Jeremy - sounds like we have similar data - 50,000+ items, need to sort by "instock desc, release date desc, title asc". This was easy to do on our old system since I built the entire site/database and just added a column called "instock" and it was checked off to a value of 1 for any item that was in stock. With Shopify... not so easy.

For your database, I would use my method above and code it like this:

<!--(InStock or OutOfStock - use a 0 or 1. This is because you want to sort by price least to most)(Price) --->(Title)

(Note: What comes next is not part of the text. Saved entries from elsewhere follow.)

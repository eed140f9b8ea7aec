use std::collections::BTreeMap;

use eframe::egui::Color32;
use palette::{Hsl, IntoColor, Srgb};

// ---------------------------------------------------------------------------
// Color palette generator
// ---------------------------------------------------------------------------

/// Generates `n` visually distinct colours using evenly spaced hues.
pub fn generate_palette(n: usize) -> Vec<Color32> {
    if n == 0 {
        return Vec::new();
    }
    (0..n)
        .map(|i| {
            let hue = (i as f32 / n as f32) * 360.0;
            let hsl = Hsl::new(hue, 0.65, 0.55);
            let rgb: Srgb = hsl.into_color();
            Color32::from_rgb(
                (rgb.red * 255.0) as u8,
                (rgb.green * 255.0) as u8,
                (rgb.blue * 255.0) as u8,
            )
        })
        .collect()
}

// ---------------------------------------------------------------------------
// Color mapping: category label → Color32
// ---------------------------------------------------------------------------

/// Assigns each category label a distinct colour so the same cuisine looks
/// the same in every chart.
#[derive(Debug, Clone)]
pub struct ColorMap {
    mapping: BTreeMap<String, Color32>,
}

impl ColorMap {
    /// Build a colour map, handing out hues in the given label order.
    pub fn new<'a>(labels: impl IntoIterator<Item = &'a str>) -> Self {
        let labels: Vec<&str> = labels.into_iter().collect();
        let mapping = labels
            .iter()
            .zip(generate_palette(labels.len()))
            .map(|(label, color)| (label.to_string(), color))
            .collect();
        ColorMap { mapping }
    }

    /// Colour for a label; grey for labels the map was not built with.
    pub fn color_for(&self, label: &str) -> Color32 {
        self.mapping.get(label).copied().unwrap_or(Color32::GRAY)
    }
}
use eframe::egui::{self, RichText, Ui};

use crate::data::filter::{MAX_COST_RANGE, MAX_COST_STEP, MIN_RATING_RANGE, MIN_RATING_STEP, TOP_N_RANGE};
use crate::state::AppState;

// ---------------------------------------------------------------------------
// Left side panel – filter widgets
// ---------------------------------------------------------------------------

/// Render the left filter panel.
pub fn side_panel(ui: &mut Ui, state: &mut AppState) {
    ui.heading("Filters");
    ui.separator();

    if state.data.is_empty() {
        ui.label("No restaurants survived cleaning.");
        return;
    }

    // ---- Location ----
    ui.strong("Location");
    let width = ui.available_width();
    egui::ComboBox::from_id_salt("location")
        .selected_text(state.query.location.as_str())
        .width(width)
        .height(400.0)
        .show_ui(ui, |ui: &mut Ui| {
            for location in &state.data.locations {
                ui.selectable_value(&mut state.query.location, location.clone(), location.as_str());
            }
        });
    ui.add_space(8.0);

    // ---- Cost / rating / count ----
    ui.strong("Max cost (for two)");
    ui.add(
        egui::Slider::new(&mut state.query.max_cost, MAX_COST_RANGE)
            .step_by(f64::from(MAX_COST_STEP)),
    );
    ui.add_space(8.0);

    ui.strong("Min rating");
    ui.add(
        egui::Slider::new(&mut state.query.min_rating, MIN_RATING_RANGE)
            .step_by(MIN_RATING_STEP)
            .fixed_decimals(1),
    );
    ui.add_space(8.0);

    ui.strong("Top N restaurants");
    ui.add(
        egui::DragValue::new(&mut state.query.top_n)
            .range(TOP_N_RANGE)
            .speed(0.1),
    );
    ui.add_space(12.0);

    ui.vertical_centered_justified(|ui: &mut Ui| {
        if ui
            .button(RichText::new("Show Recommendations").strong())
            .clicked()
        {
            state.show_recommendations();
        }
    });
}

// ---------------------------------------------------------------------------
// Top bar
// ---------------------------------------------------------------------------

/// Render the top menu / status bar.
pub fn top_bar(ui: &mut Ui, state: &AppState) {
    egui::menu::bar(ui, |ui: &mut Ui| {
        ui.menu_button("File", |ui: &mut Ui| {
            if ui.button("Quit").clicked() {
                ui.ctx().send_viewport_cmd(egui::ViewportCommand::Close);
                ui.close_menu();
            }
        });

        ui.separator();

        let data = &state.data;
        ui.label(format!(
            "{} restaurants in {} locations ({} of {} rows kept)",
            data.len(),
            data.locations.len(),
            data.cleaned.len(),
            data.rows_read
        ));

        ui.separator();
        ui.label(RichText::new(data.source.display().to_string()).weak());
    });
}
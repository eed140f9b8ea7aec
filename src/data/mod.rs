/// Data layer: core types, loading/cleaning, recommending and aggregates.
///
/// Architecture:
/// ```text
///   zomato_sample.csv (Latin-1)
///        │
///        ▼
///   ┌──────────┐
///   │  loader   │  decode, normalise rate/cost, drop malformed rows
///   └──────────┘
///        │
///        ▼
///   ┌────────────────┐
///   │ RestaurantData │  cleaned rows + (name, location) de-duplicated view
///   └────────────────┘
///        │                      │
///        ▼                      ▼
///   ┌──────────┐          ┌──────────┐
///   │  filter   │          │ insights │  frequency tables (cleaned rows)
///   └──────────┘          └──────────┘
///   ranked matches (de-duplicated rows)
/// ```

pub mod filter;
pub mod insights;
pub mod loader;
pub mod model;
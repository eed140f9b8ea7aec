use std::fmt::Display;
use std::io::{self, Write};
use std::ops::RangeInclusive;
use std::path::PathBuf;
use std::str::FromStr;

use anyhow::{Context, Result};
use clap::{Args, Parser, Subcommand, ValueEnum};
use serde::Serialize;

use crate::data::filter::{
    RecommendQuery, DEFAULT_MAX_COST, DEFAULT_MIN_RATING, DEFAULT_TOP_N, MAX_COST_RANGE,
    MIN_RATING_RANGE, TOP_N_RANGE,
};
use crate::data::insights::{CuisineShare, Insights, COST_BUCKETS, SHARE_SLICES, TOP_CUISINES};
use crate::data::model::{format_number, Restaurant, RestaurantData};

pub const DEFAULT_DATA_PATH: &str = "zomato_sample.csv";

const NO_MATCHES: &str = "No matching restaurants found.";

// ---------------------------------------------------------------------------
// Arguments
// ---------------------------------------------------------------------------

#[derive(Parser, Debug)]
#[command(name = "restaurant-finder")]
#[command(about = "Find top-rated restaurants by location, cost and rating")]
#[command(version)]
pub struct Cli {
    /// Restaurant CSV (comma separated, Latin-1)
    #[arg(short, long, default_value = DEFAULT_DATA_PATH, env = "RESTAURANT_FINDER_DATA")]
    pub data: PathBuf,

    /// Print results instead of opening the window
    #[command(subcommand)]
    pub command: Option<Command>,
}

#[derive(Subcommand, Debug)]
pub enum Command {
    /// Print the best-rated matches for a location
    Recommend(RecommendArgs),
    /// Print the frequency tables behind the charts
    Insights {
        #[arg(long, value_enum, default_value_t = OutputFormat::Table)]
        format: OutputFormat,
    },
}

#[derive(Args, Debug)]
pub struct RecommendArgs {
    /// Location to search (case-insensitive)
    #[arg(short, long)]
    pub location: String,

    /// Maximum cost for two (100-2000)
    #[arg(long, default_value_t = DEFAULT_MAX_COST, value_parser = parse_max_cost)]
    pub max_cost: u32,

    /// Minimum rating (1.0-5.0)
    #[arg(long, default_value_t = DEFAULT_MIN_RATING, value_parser = parse_min_rating)]
    pub min_rating: f64,

    /// Number of restaurants to list (1-20)
    #[arg(short = 'n', long, default_value_t = DEFAULT_TOP_N, value_parser = parse_top_n)]
    pub top_n: usize,

    #[arg(long, value_enum, default_value_t = OutputFormat::Table)]
    pub format: OutputFormat,
}

impl RecommendArgs {
    pub fn query(&self) -> RecommendQuery {
        RecommendQuery {
            location: self.location.clone(),
            max_cost: self.max_cost,
            min_rating: self.min_rating,
            top_n: self.top_n,
        }
    }
}

#[derive(ValueEnum, Debug, Clone, Copy, PartialEq, Eq)]
pub enum OutputFormat {
    Table,
    Json,
}

fn parse_in_range<T>(raw: &str, range: RangeInclusive<T>) -> Result<T, String>
where
    T: FromStr + PartialOrd + Display,
{
    let value: T = raw
        .trim()
        .parse()
        .map_err(|_| format!("'{raw}' is not a number"))?;
    if range.contains(&value) {
        Ok(value)
    } else {
        Err(format!(
            "{value} is outside {}..={}",
            range.start(),
            range.end()
        ))
    }
}

fn parse_max_cost(raw: &str) -> Result<u32, String> {
    parse_in_range(raw, MAX_COST_RANGE)
}

fn parse_min_rating(raw: &str) -> Result<f64, String> {
    parse_in_range(raw, MIN_RATING_RANGE)
}

fn parse_top_n(raw: &str) -> Result<usize, String> {
    parse_in_range(raw, TOP_N_RANGE)
}

// ---------------------------------------------------------------------------
// Headless commands
// ---------------------------------------------------------------------------

/// Run a headless command and print its output to stdout.
pub fn run(command: &Command, data: &RestaurantData) -> Result<()> {
    let output = match command {
        Command::Recommend(args) => {
            let query = args.query();
            let rows = query.run(data);
            let wanted = query.location.to_lowercase();
            if !data.locations.iter().any(|l| l.to_lowercase() == wanted) {
                log::warn!("Location {:?} does not occur in the dataset", query.location);
            }
            render_recommendations(&query, &rows, args.format)?
        }
        Command::Insights { format } => render_insights(&data.insights, *format)?,
    };

    let mut stdout = io::stdout().lock();
    writeln!(stdout, "{output}").context("writing to stdout")?;
    Ok(())
}

#[derive(Serialize)]
struct RecommendationReport<'a> {
    query: &'a RecommendQuery,
    results: &'a [&'a Restaurant],
}

#[derive(Serialize)]
struct InsightsReport<'a> {
    top_cuisines: &'a [(String, usize)],
    rating_distribution: &'a [(f64, usize)],
    cost_distribution: &'a [(f64, usize)],
    cuisine_share: Vec<CuisineShare>,
}

pub fn render_recommendations(
    query: &RecommendQuery,
    rows: &[&Restaurant],
    format: OutputFormat,
) -> Result<String> {
    match format {
        OutputFormat::Json => {
            let report = RecommendationReport {
                query,
                results: rows,
            };
            serde_json::to_string_pretty(&report).context("serialising recommendations")
        }
        OutputFormat::Table if rows.is_empty() => Ok(NO_MATCHES.to_string()),
        OutputFormat::Table => {
            let cells: Vec<Vec<String>> = rows
                .iter()
                .enumerate()
                .map(|(rank, r)| {
                    vec![
                        rank.to_string(),
                        r.name.clone(),
                        r.cuisines_label().to_string(),
                        format!("{:.1}", r.rate),
                        format_number(r.approx_cost_for_two),
                        r.rest_type_label().to_string(),
                    ]
                })
                .collect();
            Ok(format!(
                "Top {} restaurants in {}\n{}",
                query.top_n,
                query.location,
                text_table(
                    &["#", "name", "cuisines", "rate", "approx_cost_for_two", "rest_type"],
                    &cells
                )
            ))
        }
    }
}

pub fn render_insights(insights: &Insights, format: OutputFormat) -> Result<String> {
    let top_cuisines = insights.top_cuisines(TOP_CUISINES);
    let cheapest = insights.cheapest_costs(COST_BUCKETS);
    let shares = insights.cuisine_share(SHARE_SLICES);

    match format {
        OutputFormat::Json => {
            let report = InsightsReport {
                top_cuisines,
                rating_distribution: &insights.rating_distribution,
                cost_distribution: cheapest,
                cuisine_share: shares,
            };
            serde_json::to_string_pretty(&report).context("serialising insights")
        }
        OutputFormat::Table => {
            let cuisines: Vec<Vec<String>> = top_cuisines
                .iter()
                .map(|(label, count)| vec![label.clone(), count.to_string()])
                .collect();
            let ratings: Vec<Vec<String>> = insights
                .rating_distribution
                .iter()
                .map(|(rate, count)| vec![format!("{rate:.1}"), count.to_string()])
                .collect();
            let costs: Vec<Vec<String>> = cheapest
                .iter()
                .map(|(cost, count)| vec![format_number(*cost), count.to_string()])
                .collect();
            let share: Vec<Vec<String>> = shares
                .iter()
                .map(|s| vec![s.label.clone(), format!("{:.1}%", s.fraction * 100.0)])
                .collect();

            Ok([
                ("Top 10 Cuisines", text_table(&["cuisines", "count"], &cuisines)),
                ("Rating Distribution", text_table(&["rate", "count"], &ratings)),
                (
                    "Cost Distribution (Top 20 Values)",
                    text_table(&["approx_cost_for_two", "count"], &costs),
                ),
                ("Cuisine Share (Top 5)", text_table(&["cuisines", "share"], &share)),
            ]
            .iter()
            .map(|(title, table)| format!("{title}\n{table}"))
            .collect::<Vec<_>>()
            .join("\n"))
        }
    }
}

/// Left-aligned plain-text table with a dashed rule under the header.
fn text_table(headers: &[&str], rows: &[Vec<String>]) -> String {
    let mut widths: Vec<usize> = headers.iter().map(|h| h.chars().count()).collect();
    for row in rows {
        for (width, cell) in widths.iter_mut().zip(row) {
            *width = (*width).max(cell.chars().count());
        }
    }

    let line = |cells: Vec<&str>| -> String {
        cells
            .iter()
            .zip(&widths)
            .map(|(cell, width)| format!("{cell:<width$}"))
            .collect::<Vec<_>>()
            .join("  ")
            .trim_end()
            .to_string()
    };

    let rules: Vec<String> = widths.iter().map(|w| "-".repeat(*w)).collect();
    let mut out = vec![
        line(headers.to_vec()),
        line(rules.iter().map(String::as_str).collect()),
    ];
    out.extend(rows.iter().map(|row| line(row.iter().map(String::as_str).collect())));
    out.push(String::new());
    out.join("\n")
}

#[cfg(test)]
mod tests {
    use std::path::PathBuf;

    use clap::CommandFactory;

    use super::*;
    use crate::data::model::tests::restaurant;

    fn data() -> RestaurantData {
        let rows = vec![
            restaurant("A", "X", 4.5, 400.0),
            restaurant("B", "X", 4.8, 450.0),
            restaurant("C", "X", 3.9, 300.0),
        ];
        RestaurantData::from_cleaned(PathBuf::from("mem.csv"), 3, rows)
    }

    #[test]
    fn cli_definition_is_consistent() {
        Cli::command().debug_assert();
    }

    #[test]
    fn recommend_defaults_follow_the_filter_controls() {
        let cli = Cli::try_parse_from(["restaurant-finder", "recommend", "--location", "X"]).unwrap();
        assert_eq!(cli.data, PathBuf::from(DEFAULT_DATA_PATH));
        let Some(Command::Recommend(args)) = cli.command else {
            panic!("expected recommend subcommand");
        };
        let query = args.query();
        assert_eq!(query.max_cost, 500);
        assert_eq!(query.min_rating, 4.0);
        assert_eq!(query.top_n, 5);
        assert_eq!(args.format, OutputFormat::Table);
    }

    #[test]
    fn out_of_range_values_are_rejected() {
        for bad in [
            ["--max-cost", "50"],
            ["--max-cost", "2500"],
            ["--min-rating", "5.5"],
            ["--min-rating", "good"],
            ["--top-n", "0"],
            ["--top-n", "21"],
        ] {
            let args = ["restaurant-finder", "recommend", "-l", "X", bad[0], bad[1]];
            assert!(Cli::try_parse_from(args).is_err(), "{bad:?} accepted");
        }
    }

    #[test]
    fn no_subcommand_means_gui() {
        let cli = Cli::try_parse_from(["restaurant-finder", "--data", "other.csv"]).unwrap();
        assert!(cli.command.is_none());
        assert_eq!(cli.data, PathBuf::from("other.csv"));
    }

    #[test]
    fn table_lists_matches_in_rank_order() {
        let data = data();
        let query = RecommendQuery {
            location: "x".into(),
            max_cost: 500,
            min_rating: 4.0,
            top_n: 5,
        };
        let rows = query.run(&data);
        let out = render_recommendations(&query, &rows, OutputFormat::Table).unwrap();

        let lines: Vec<&str> = out.lines().collect();
        assert_eq!(lines[0], "Top 5 restaurants in x");
        assert!(lines[1].starts_with("#  name"));
        assert!(lines[3].starts_with("0  B"));
        assert!(lines[4].starts_with("1  A"));
        assert_eq!(lines.len(), 5);
    }

    #[test]
    fn empty_table_reports_no_matches() {
        let query = RecommendQuery {
            location: "Nowhere".into(),
            max_cost: 500,
            min_rating: 4.0,
            top_n: 5,
        };
        let out = render_recommendations(&query, &[], OutputFormat::Table).unwrap();
        assert_eq!(out, NO_MATCHES);
    }

    #[test]
    fn json_report_carries_query_and_results() {
        let data = data();
        let query = RecommendQuery {
            location: "X".into(),
            max_cost: 500,
            min_rating: 4.0,
            top_n: 1,
        };
        let rows = query.run(&data);
        let out = render_recommendations(&query, &rows, OutputFormat::Json).unwrap();
        let value: serde_json::Value = serde_json::from_str(&out).unwrap();

        assert_eq!(value["query"]["top_n"], 1);
        assert_eq!(value["results"].as_array().unwrap().len(), 1);
        assert_eq!(value["results"][0]["name"], "B");
        assert_eq!(value["results"][0]["approx_cost_for_two"], 450.0);
    }

    #[test]
    fn insights_table_has_every_section() {
        let out = render_insights(&data().insights, OutputFormat::Table).unwrap();
        for title in [
            "Top 10 Cuisines",
            "Rating Distribution",
            "Cost Distribution (Top 20 Values)",
            "Cuisine Share (Top 5)",
        ] {
            assert!(out.contains(title), "missing {title}");
        }
        assert!(out.contains("100.0%"));
    }

    #[test]
    fn insights_json_is_valid() {
        let out = render_insights(&data().insights, OutputFormat::Json).unwrap();
        let value: serde_json::Value = serde_json::from_str(&out).unwrap();
        assert_eq!(value["top_cuisines"][0][0], "North Indian");
        assert_eq!(value["top_cuisines"][0][1], 3);
        assert_eq!(value["cuisine_share"][0]["fraction"], 1.0);
    }
}
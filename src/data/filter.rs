use std::ops::RangeInclusive;

use serde::Serialize;

use super::model::{Restaurant, RestaurantData};

pub const MAX_COST_RANGE: RangeInclusive<u32> = 100..=2000;
pub const MAX_COST_STEP: u32 = 50;
pub const DEFAULT_MAX_COST: u32 = 500;

pub const MIN_RATING_RANGE: RangeInclusive<f64> = 1.0..=5.0;
pub const MIN_RATING_STEP: f64 = 0.1;
pub const DEFAULT_MIN_RATING: f64 = 4.0;

pub const TOP_N_RANGE: RangeInclusive<usize> = 1..=20;
pub const DEFAULT_TOP_N: usize = 5;

// ---------------------------------------------------------------------------
// Recommender
// ---------------------------------------------------------------------------

/// Return the best-rated restaurants in `location` that cost at most
/// `max_cost` and are rated at least `min_rating`, capped at `top_n`.
///
/// * Location matching is case-insensitive exact equality.
/// * Both bounds are inclusive.
/// * Results are ordered by rating, highest first; equal ratings keep their
///   order in `records`.
/// * No match is an empty vector, not an error.
pub fn recommend<'a>(
    records: &'a [Restaurant],
    location: &str,
    max_cost: f64,
    min_rating: f64,
    top_n: usize,
) -> Vec<&'a Restaurant> {
    let wanted = location.to_lowercase();

    let mut matches: Vec<&Restaurant> = records
        .iter()
        .filter(|r| {
            r.location.to_lowercase() == wanted
                && r.approx_cost_for_two <= max_cost
                && r.rate >= min_rating
        })
        .collect();

    // `sort_by` is stable.
    matches.sort_by(|a, b| b.rate.total_cmp(&a.rate));
    matches.truncate(top_n);
    matches
}

// ---------------------------------------------------------------------------
// Query state shared by the UI and the CLI
// ---------------------------------------------------------------------------

/// The four recommender inputs, with the defaults of the filter controls.
#[derive(Debug, Clone, PartialEq, Serialize)]
pub struct RecommendQuery {
    pub location: String,
    pub max_cost: u32,
    pub min_rating: f64,
    pub top_n: usize,
}

impl RecommendQuery {
    /// Default query for a dataset: first location in sorted order.
    pub fn for_dataset(data: &RestaurantData) -> Self {
        RecommendQuery {
            location: data.locations.first().cloned().unwrap_or_default(),
            max_cost: DEFAULT_MAX_COST,
            min_rating: DEFAULT_MIN_RATING,
            top_n: DEFAULT_TOP_N,
        }
    }

    /// Copy of the query with every numeric input forced into its range.
    pub fn clamped(&self) -> Self {
        RecommendQuery {
            location: self.location.clone(),
            max_cost: self
                .max_cost
                .clamp(*MAX_COST_RANGE.start(), *MAX_COST_RANGE.end()),
            min_rating: self
                .min_rating
                .clamp(*MIN_RATING_RANGE.start(), *MIN_RATING_RANGE.end()),
            top_n: self.top_n.clamp(*TOP_N_RANGE.start(), *TOP_N_RANGE.end()),
        }
    }

    /// Run the query against the deduplicated view.
    pub fn run<'a>(&self, data: &'a RestaurantData) -> Vec<&'a Restaurant> {
        recommend(
            &data.deduplicated,
            &self.location,
            f64::from(self.max_cost),
            self.min_rating,
            self.top_n,
        )
    }
}
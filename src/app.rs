use eframe::egui::{self, ScrollArea, Ui};

use crate::data::model::RestaurantData;
use crate::state::AppState;
use crate::ui::{charts, panels, table};

// ---------------------------------------------------------------------------
// eframe App implementation
// ---------------------------------------------------------------------------

pub struct RestaurantFinderApp {
    pub state: AppState,
}

impl RestaurantFinderApp {
    pub fn new(data: RestaurantData) -> Self {
        Self {
            state: AppState::new(data),
        }
    }
}

impl eframe::App for RestaurantFinderApp {
    fn update(&mut self, ctx: &egui::Context, _frame: &mut eframe::Frame) {
        // ---- Top panel: menu bar ----
        egui::TopBottomPanel::top("top_bar").show(ctx, |ui| {
            panels::top_bar(ui, &self.state);
        });

        // ---- Left side panel: filters ----
        egui::SidePanel::left("filter_panel")
            .default_width(240.0)
            .resizable(true)
            .show(ctx, |ui| {
                panels::side_panel(ui, &mut self.state);
            });

        // ---- Central panel: results + insights ----
        egui::CentralPanel::default().show(ctx, |ui| {
            ScrollArea::vertical()
                .auto_shrink([false, false])
                .show(ui, |ui: &mut Ui| {
                    table::recommendations_section(ui, &self.state);
                    ui.add_space(8.0);
                    ui.separator();
                    charts::insights_section(ui, &self.state);
                });
        });
    }
}
use crate::bar_detect::detect_error_kind::BarDetectError;
use crate::bar_detect::entropy::EntropyField;

/// Reduce an entropy field to one scalar per interior column.
///
/// Each column of the field is summed down all rows, then `side_cutoff`
/// columns are dropped from each end of the result, because entropy values
/// within the neighbourhood radius of the frame border are unreliable. The
/// returned profile has length `width - 2 * side_cutoff` and its index 0
/// corresponds to original column `side_cutoff`.
pub fn column_profile(field: &EntropyField, side_cutoff: u32) -> Result<Vec<f64>, BarDetectError> {
    let width = field.width();
    let cutoff = side_cutoff as usize;

    if width <= 2 * cutoff {
        return Err(BarDetectError::FrameTooNarrow {
            width: width as u32,
            height: field.height() as u32,
            side_cutoff,
        });
    }

    let sums = field.column_sums();
    Ok(sums[cutoff..width - cutoff].to_vec())
}

#[cfg(test)]
mod test {
    use super::*;
    use image::GrayImage;

    #[test]
    fn test_profile_length() {
        for (width, cutoff) in [(41u32, 20u32), (100, 20), (9, 2), (7, 0)] {
            let img = GrayImage::new(width, 5);
            let field = EntropyField::from_frame(&img, 1);

            let act = column_profile(&field, cutoff).unwrap().len();
            let exp = (width - 2 * cutoff) as usize;
            assert_eq!(exp, act);
        }
    }

    #[test]
    fn test_too_narrow_is_rejected() {
        //width of exactly 2 * side_cutoff would leave an empty profile
        let img = GrayImage::new(40, 5);
        let field = EntropyField::from_frame(&img, 1);

        let act = column_profile(&field, 20);
        assert!(matches!(
            act,
            Err(BarDetectError::FrameTooNarrow { width: 40, height: 5, side_cutoff: 20 })
        ));
    }

    #[test]
    fn test_trim_keeps_interior_columns() {
        //columns with distinct content so the trim offset is observable
        let img = GrayImage::from_fn(10, 3, |x, y| image::Luma([if x >= 4 && y == 1 { 255 } else { 0 }]));
        let field = EntropyField::from_frame(&img, 1);

        let full = field.column_sums();
        let trimmed = column_profile(&field, 2).unwrap();

        assert_eq!(trimmed.as_slice(), &full[2..8]);
    }
}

Example of in stock items with a price of $20.00, $25.00, $29.99 and a title of "Sony Camera"):
<--02000-->Sony Camera
<--02500-->Sony Camera
<--02999-->Sony Camera

Example of out of stock items with a price of $20.00, $25.00, $29.99 and a title of "Sony Camera"):
<--11999-->Sony Camera
<--12500-->Sony Camera
<--12999-->Sony Camera

Sorting the 6 items above by Title A>Z will look like this which is what you want:
<--02000-->Sony Camera
<--02500-->Sony Camera
<--02999-->Sony Camera
<--11999-->Sony Camera
<--12500-->Sony Camera
<--12999-->Sony Camera

 

By doing this, if you sort by Title Oldest to Newest, all items beginning with "0" (aka In Stock) will display first in order by price.

Here is the Liquid code to split out the beginning sort/price comment part

{% assign product_title_alt = product.title | split: "-->" %}
{% if product_title_alt.size > 1 %}
	{% assign product_title_alt = product_title_alt[1] %}
{% endif %}

{% comment %}
Display product title below:
The title of this item without HTML comment is
{% endcomment %}
{{product_title_alt}}

 

Let me know your thoughts and your alternative solution you are thinking of.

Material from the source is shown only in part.